There's A Solution To Being Robbed By The Makers Of EpiPen, And It's Less Than $10

by Christine Burke
Originally Published: 
Image via ABC

Ohio doctor shares an alternative to the EpiPen, and it’s less than $10

In recent weeks, parents of children with allergies have been reeling at the news that EpiPens, made by money hungry drug company Mylan, will now double in price for an auto injector two pack. Mylan announced that the price of the life saving epinephrine delivery system will sky rocket to a nauseating $608, up from $425 just last year. The price increase is causing panic and outrage within the allergy community and even has politicians talking about drug company pricing reform. Many families are now faced with the financial burden of trying to provide necessary, life saving medication to their sick children on their already tight budgets.

But, an Ohio doctor has come up with an ingenious solution to Mylan’s egregious price increase. And it’s less than ten dollars.
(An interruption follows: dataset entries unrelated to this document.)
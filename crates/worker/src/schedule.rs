use std::rc::Rc;
use std::time::{Duration, Instant};

/// A unit of deferred work.
///
/// Tasks run on the host's event thread, so they are neither `Send` nor
/// required to be `Sync`.
pub type Task = Box<dyn FnOnce() + 'static>;

/// Opaque identity used to collapse repeated "run soon" requests.
///
/// Two requests carrying the same key while the first is still queued
/// result in a single invocation.
#[derive(Debug, Clone, Copy, PartialEq, Eq, Hash, PartialOrd, Ord)]
pub struct TaskKey(usize);

impl TaskKey {
	/// Derives a key from the address of a shared allocation.
	///
	/// The key is stable for as long as the allocation lives, which makes it
	/// a natural per-object identity for controllers held in an `Rc`.
	pub fn of<T: ?Sized>(owner: &Rc<T>) -> Self {
		Self(Rc::as_ptr(owner) as *const () as usize)
	}

	/// Creates a key from a raw value.
	pub const fn from_raw(raw: usize) -> Self {
		Self(raw)
	}
}

/// Handle to a delayed task, used for cancellation.
#[derive(Debug, Clone, Copy, PartialEq, Eq, Hash, PartialOrd, Ord)]
pub struct TimerId(pub(crate) u64);

/// Cooperative deferred-execution facility supplied by the host.
///
/// All methods take `&self`: schedulers are shared between every component
/// of a buffer session and are expected to use interior mutability. Tasks must
/// never be run re-entrantly from inside one of these calls.
pub trait Scheduler {
	/// Returns the scheduler's notion of the current time.
	fn now(&self) -> Instant;

	/// Runs `task` on the next scheduler turn.
	fn call_soon(&self, task: Task);

	/// Runs `task` on the next scheduler turn unless a task with the same key
	/// is already queued, in which case `task` is dropped.
	fn call_soon_once(&self, key: TaskKey, task: Task);

	/// Runs `task` once `delay` has elapsed.
	fn call_later(&self, delay: Duration, task: Task) -> TimerId;

	/// Cancels a delayed task.
	///
	/// Returns `false` when the timer already fired or was never known.
	fn cancel(&self, timer: TimerId) -> bool;
}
Hear that, Mylan? Less than ten dollars.

Dr. Marcus Romanello, Chief Medical Officer and Emergency Medicine Physician at Ft. Hamilton Hospital in Hamilton, Ohio wants parents to know that there is an infinitely cheaper way to provide epinephrine to anyone in anaphylactic shock. All it takes is a six dollar multi-dose vial of epinephrine, a syringe and an Altoids tin.

“The sudden rise in cost is alarming because I worry about parents who are literally having to choose between carrying a life-saving device and putting food on the table,” Dr. Romanello tells ABC News. “I paid $5.89, cash price for this (bottle of epinephrine), no insurance required.”

The medication inside Mylan’s EpiPen auto injector is plain old epinephrine and nothing else (except maybe gold flecks at that price). Epinephrine can be prescribed in multi dose vials much in the same way insulin is prescribed for diabetic patients. A physician can write a prescription for a multi dose vial and syringes for patients who need life saving epinephrine in the event of exposure to an allergen. Patients and parents of patients with severe allergies can be taught to draw up the correct dose of epinephrine (calculated by the doctor based on the patient’s weight) and learn how to administer a shot via syringe. The syringe, epinephrine vial and alcohol swab can be kept neatly in an Altoids tin and kept on hand for emergencies.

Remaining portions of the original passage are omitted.